To conclude the topic of ozone, we would like to point out that in order to be placed on the market, it must comply with ECHA regulations, and in particular Regulation 528/20212.
Hollow fiber membranes: A partial solution
Hollow fiber membranes have pore sizes smaller than even the smallest bacteria. Today, membranes with porosities between 0.15 microns and 0.01 microns are commercially available at reasonable costs.
They provide a safe mechanical antibacterial barrier, but only for still and cold water. They cannot be used with carbonated or hot water.
When applied at the dispensing point for antibacterial purposes, hollow fiber membranes tend to reduce the quality and carbonation (perlage) of sparkling water.
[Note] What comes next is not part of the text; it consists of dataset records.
//! Error types for configuration and entity construction.
//!
//! The simulation itself never fails: every in-game edge case has a defined
//! fallback. Errors only surface when loading settings or converting raw
//! values into typed game data.

use std::fmt;
use std::path::PathBuf;

/// Top-level error enum for the game.
#[derive(Debug)]
pub enum GameError {
    /// Settings file could not be read.
    Io {
        /// File that was being read.
        path: PathBuf,
        source: std::io::Error,
    },

    /// Settings file is not valid JSON for [`crate::GameSettings`].
    Parse(serde_json::Error),

    /// Playfield bounds are empty or inverted on one axis.
    InvalidBounds {
        axis: char,
        min: f32,
        max: f32,
    },

    /// Tick delay of zero would starve the display's event loop.
    InvalidTickDelay,

    /// Asteroid size tier outside `1..=3`.
    InvalidAsteroidSize(u8),
}

impl fmt::Display for GameError {
    fn fmt(&self, f: &mut fmt::Formatter<'_>) -> fmt::Result {
        match self {
            GameError::Io { path, source } => {
                write!(f, "failed to read '{}': {}", path.display(), source)
            }
            GameError::Parse(e) => write!(f, "invalid settings: {}", e),
            GameError::InvalidBounds { axis, min, max } => write!(
                f,
                "invalid {} bounds: min {} must be less than max {}",
                axis, min, max
            ),
            GameError::InvalidTickDelay => write!(f, "tick delay must be at least 1"),
            GameError::InvalidAsteroidSize(size) => {
                write!(f, "asteroid size {} out of range (expected 1..=3)", size)
            }
        }
    }
}

impl std::error::Error for GameError {
    fn source(&self) -> Option<&(dyn std::error::Error + 'static)> {
        match self {
            GameError::Io { source, .. } => Some(source),
            GameError::Parse(e) => Some(e),
            _ => None,
        }
    }
}

impl From<serde_json::Error> for GameError {
    fn from(e: serde_json::Error) -> Self {
        GameError::Parse(e)
    }
}

/// Convenience alias used across the crate.
pub type Result<T> = std::result::Result<T, GameError>;
//! This crate provides a queue of owned strings, built on an intrusive,
//! sentinel-based cyclic doubly-linked list, together with positional and
//! ordering algorithms that rearrange the list in place.
//!
//! The [`Queue`] allows inserting and removing strings at both ends in
//! constant time. In compromise, its size and every reordering algorithm
//! take *O*(*n*) time (*O*(*n* * log(*n*)) for sorting).
//!
//! Here is a quick example showing how the queue works.
//!
//! ```
//! use cyclic_queue::Queue;
//!
//! let mut queue = Queue::from_values(["d", "b", "a", "c", "b"]).unwrap();
//!
//! queue.sort();
//! assert_eq!(queue.iter().collect::<Vec<_>>(), ["a", "b", "b", "c", "d"]);
//!
//! queue.delete_duplicates(); // every duplicated string goes away
//! assert_eq!(queue.iter().collect::<Vec<_>>(), ["a", "c", "d"]);
//!
//! queue.reverse();
//! assert_eq!(queue.iter().collect::<Vec<_>>(), ["d", "c", "a"]);
//!
//! let mut buf = [0_u8; 8];
//! let element = queue.remove_head(&mut buf).unwrap(); // the caller owns it now
//! assert_eq!(element.value(), "d");
//! element.release();
//! assert_eq!(queue.size(), 2);
//! ```
//!
//! # Memory Layout
//!
//! The memory layout of the queue is like the following graph:
//! ```text
//!          ┌─────────────────────────────────────────────────────────────────────┐
//!          ↓                                                    (Sentinel) Ghost │
//!    ╔═══════════╗           ╔═══════════╗                        ┌───────────┐  │
//!    ║   next    ║ ────────→ ║   next    ║ ────────→ ┄┄ ────────→ │   next    │ ─┘
//!    ╟───────────╢           ╟───────────╢   Element 2, 3, ...    ├───────────┤
//! ┌─ ║   prev    ║ ←──────── ║   prev    ║ ←──────── ┄┄ ←──────── │   prev    │
//! │  ╟───────────╢           ╟───────────╢                        ├───────────┤
//! │  ║  String   ║           ║  String   ║                        ┊No payload ┊
//! │  ╚═══════════╝           ╚═══════════╝                        └╌╌╌╌╌╌╌╌╌╌╌┘
//! │   Element 0               Element 1                               ↑   ↑
//! └───────────────────────────────────────────────────────────────────┘   │
//! ╔═══════════╗                                                           │
//! ║   ghost   ║ ──────────────────────────────────────────────────────────┘
//! ╚═══════════╝
//!     Queue
//! ```
//!
//! Each element is a single heap record holding its `next` and `prev` links
//! and the owned `String`; the links are embedded in the element, so the list
//! is intrusive and a link is turned into its element without any offset
//! arithmetic. The ghost node is the sentinel of the ring and has *NO*
//! payload. The length is not stored anywhere.
//!
//! Initially, the ghost node of an empty queue points to itself. As strings
//! are inserted, `ghost.next` points to the head element and `ghost.prev` to
//! the tail element.
//!
//! # Ownership
//!
//! Linked elements are owned by the queue. [`Queue::remove_head`] and
//! [`Queue::remove_tail`] unlink an element and hand it to the caller as an
//! [`Element`], which is released exactly once: by [`Element::release`] or
//! when it is dropped. Dropping the queue (or calling [`Queue::destroy`])
//! releases every element still linked, then the ghost node.
//!
//! # Algorithms
//!
//! - [`delete_middle`]: delete the element at index ⌊*n* / 2⌋;
//! - [`delete_duplicates`]: in a sorted queue, delete every string that
//!   occurs more than once;
//! - [`swap_pairs`]: swap the strings of every two adjacent elements;
//! - [`reverse`]: reverse the order of the strings;
//! - [`sort`]: merge sort by byte-lexicographic order.
//!
//! `swap_pairs` and `reverse` move the strings between elements and never
//! relink a node; `sort` relinks nodes and never moves a string.
//!
//! # Handles
//!
//! The [`ops`] module exposes the same operations for drivers that work with
//! possibly absent queues and output buffers.
//!
//! # Features
//!
//! - `ring-check`: validate the whole ring after every operation that links
//!   or unlinks an element.
//!   Debug builds always check the neighbours of every linked node.
//!
//! [`delete_middle`]: crate::Queue::delete_middle
//! [`delete_duplicates`]: crate::Queue::delete_duplicates
//! [`swap_pairs`]: crate::Queue::swap_pairs
//! [`reverse`]: crate::Queue::reverse
//! [`sort`]: crate::Queue::sort

#[doc(inline)]
pub use error::{QueueError, Result};
#[doc(inline)]
pub use queue::{Element, Iter, Queue};

pub mod ops;

mod error;
mod list;
mod queue;
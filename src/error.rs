use std::collections::TryReserveError;

use thiserror::Error;

pub type Result<T> = std::result::Result<T, QueueError>;

/// Reportable failures of the queue.
///
/// Only allocation can fail: absent handles and empty queues are no-ops, and
/// precondition violations (such as deleting duplicates from an unsorted
/// queue) are not detected.
#[derive(Error, Debug, Clone, PartialEq, Eq)]
pub enum QueueError {
    #[error("out of memory: cannot allocate the queue sentinel")]
    SentinelAlloc,

    #[error("out of memory: cannot allocate a queue element")]
    ElementAlloc,

    #[error("out of memory: cannot allocate a {len}-byte string buffer")]
    BufferAlloc {
        len: usize,
        #[source]
        source: TryReserveError,
    },
}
Additionally, their internal volume retains a certain amount of carbonated water, leading to several operational issues—especially if one attempts to use the same membrane for all three water types.
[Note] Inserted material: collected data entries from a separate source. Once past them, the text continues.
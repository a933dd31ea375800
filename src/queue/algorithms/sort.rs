use crate::list::{connect, List, Node};
use std::ptr::NonNull;

/// Sort `list` with a top-down merge sort over its nodes.
///
/// The ring is opened into a forward chain `front -> ... -> back -> ghost`
/// where the ghost only acts as the terminator: while the chain is sorted
/// only `next` links are maintained, and the `prev` links (the ghost's
/// included) are stale. A final forward pass restores them and closes the
/// ring again.
///
/// # Panics
///
/// `less` must not panic. A panic while the chain is open leaves the ring
/// broken, and dropping the list afterwards is undefined behavior.
pub(crate) fn merge_sort<T, F>(list: &mut List<T>, mut less: F)
where
    F: FnMut(&T, &T) -> bool,
{
    if list.is_empty() {
        return;
    }
    let end = list.ghost_node();
    // SAFETY: the chain only ever holds nodes of `list`, each exactly once,
    // and it is closed into a well-formed ring before returning.
    unsafe {
        let head = sort_chain(list.front_node(), end, &mut less);
        let mut prev = end;
        let mut node = head;
        while node != end {
            connect(prev, node);
            prev = node;
            node = node.as_ref().next;
        }
        connect(prev, end);
    }
}

/// Sort the chain starting at `head` and terminated by `end`, and return its
/// new head.
unsafe fn sort_chain<T, F>(
    head: NonNull<Node<T>>,
    end: NonNull<Node<T>>,
    less: &mut F,
) -> NonNull<Node<T>>
where
    F: FnMut(&T, &T) -> bool,
{
    if head == end || head.as_ref().next == end {
        return head;
    }
    // `slow` advances one node per two of `fast`, and stops at the last
    // node of the left half.
    let (mut slow, mut fast) = (head, head.as_ref().next);
    while fast != end && fast.as_ref().next != end {
        slow = slow.as_ref().next;
        fast = fast.as_ref().next.as_ref().next;
    }
    let right = slow.as_ref().next;
    slow.as_mut().next = end;

    let left = sort_chain(head, end, less);
    let right = sort_chain(right, end, less);
    merge_chains(left, right, end, less)
}

/// Merge two sorted chains terminated by `end`, and return the head of the
/// merged chain. On ties the left node goes first.
unsafe fn merge_chains<T, F>(
    mut left: NonNull<Node<T>>,
    mut right: NonNull<Node<T>>,
    end: NonNull<Node<T>>,
    less: &mut F,
) -> NonNull<Node<T>>
where
    F: FnMut(&T, &T) -> bool,
{
    let mut head = end;
    let mut tail: Option<NonNull<Node<T>>> = None;
    while left != end && right != end {
        let side = if less(&right.as_ref().element, &left.as_ref().element) {
            &mut right
        } else {
            &mut left
        };
        let taken = *side;
        *side = taken.as_ref().next;
        append(&mut head, &mut tail, taken);
    }
    // At most one side is left, and it is already sorted.
    if left != end {
        append(&mut head, &mut tail, left);
    } else if right != end {
        append(&mut head, &mut tail, right);
    }
    head
}

/// Link `node` after `tail`, or make it the head of an empty chain.
unsafe fn append<T>(
    head: &mut NonNull<Node<T>>,
    tail: &mut Option<NonNull<Node<T>>>,
    node: NonNull<Node<T>>,
) {
    match tail {
        Some(tail) => tail.as_mut().next = node,
        None => *head = node,
    }
    *tail = Some(node);
}

#[cfg(test)]
mod tests {
    use super::merge_sort;
    use crate::list::tests::list_from;
    use rand::rngs::SmallRng;
    use rand::{Rng, SeedableRng};

    fn sorted<T: Ord + Clone + std::fmt::Debug>(input: Vec<T>) -> Vec<T> {
        let mut list = list_from(input);
        merge_sort(&mut list, |a, b| a < b);
        list.check_ring();
        let forward: Vec<T> = list.iter().cloned().collect();
        let mut backward: Vec<T> = list.iter().rev().cloned().collect();
        backward.reverse();
        assert_eq!(forward, backward);
        forward
    }

    #[test]
    fn sort_small() {
        assert_eq!(sorted(Vec::<i32>::new()), vec![]);
        assert_eq!(sorted(vec![1]), vec![1]);
        assert_eq!(sorted(vec![2, 1]), vec![1, 2]);
        assert_eq!(sorted(vec![1, 2]), vec![1, 2]);
        assert_eq!(sorted(vec![3, 1, 2]), vec![1, 2, 3]);
    }

    #[test]
    fn sort_against_vec() {
        // a fixed pseudo-random sequence with plenty of ties
        let mut rng = SmallRng::seed_from_u64(12345);
        for len in [7, 8, 9, 31, 32, 33, 100, 257].iter().copied() {
            let input: Vec<u32> = (0..len).map(|_| rng.random_range(0..50)).collect();
            let mut expected = input.clone();
            expected.sort();
            assert_eq!(sorted(input), expected);
        }
        assert_eq!(
            sorted((0..100).rev().collect::<Vec<i32>>()),
            (0..100).collect::<Vec<_>>()
        );
    }

    #[test]
    fn sort_is_stable() {
        let mut list = list_from(vec![(1, 'a'), (0, 'b'), (1, 'c'), (0, 'd'), (1, 'e')]);
        merge_sort(&mut list, |a, b| a.0 < b.0);
        assert_eq!(list.iter().map(|&(_, c)| c).collect::<String>(), "bdace");
    }
}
Beyond marketing gimmicks: The correct approach to reducing bacterial load at the dispensing point
We will never stop repeating it: reducing bacterial risk at the water outlet requires action on multiple fronts.
- High-quality design, minimizing areas where water can stagnate.
- Anti back-contamination devices at the outlet: UVC does not sterilize water during dispensing, but prevents bacterial ingress from the external environment.
- Material quality: the new regulations on materials in contact with drinking water require product validation tests to limit microbiological growth (Article 9, point C of Legislative Decree 102/2025).
- Proper routine maintenance, with clear protocols defining sanitizing agents, dosage, contact time, and minimum frequency.
- Technical staff training: how to operate, which criteria to follow, and which objectives to achieve.
- Daily system operation management: for example, removing the aerator and sanitizing it with hydrogen peroxide. It is no coincidence that microbiological water sampling standards require aerator removal, sanitation, and reinstallation before sampling.
- High-quality filtration systems: and yes, using ionic silver-treated filters helps stabilize the entire downstream system.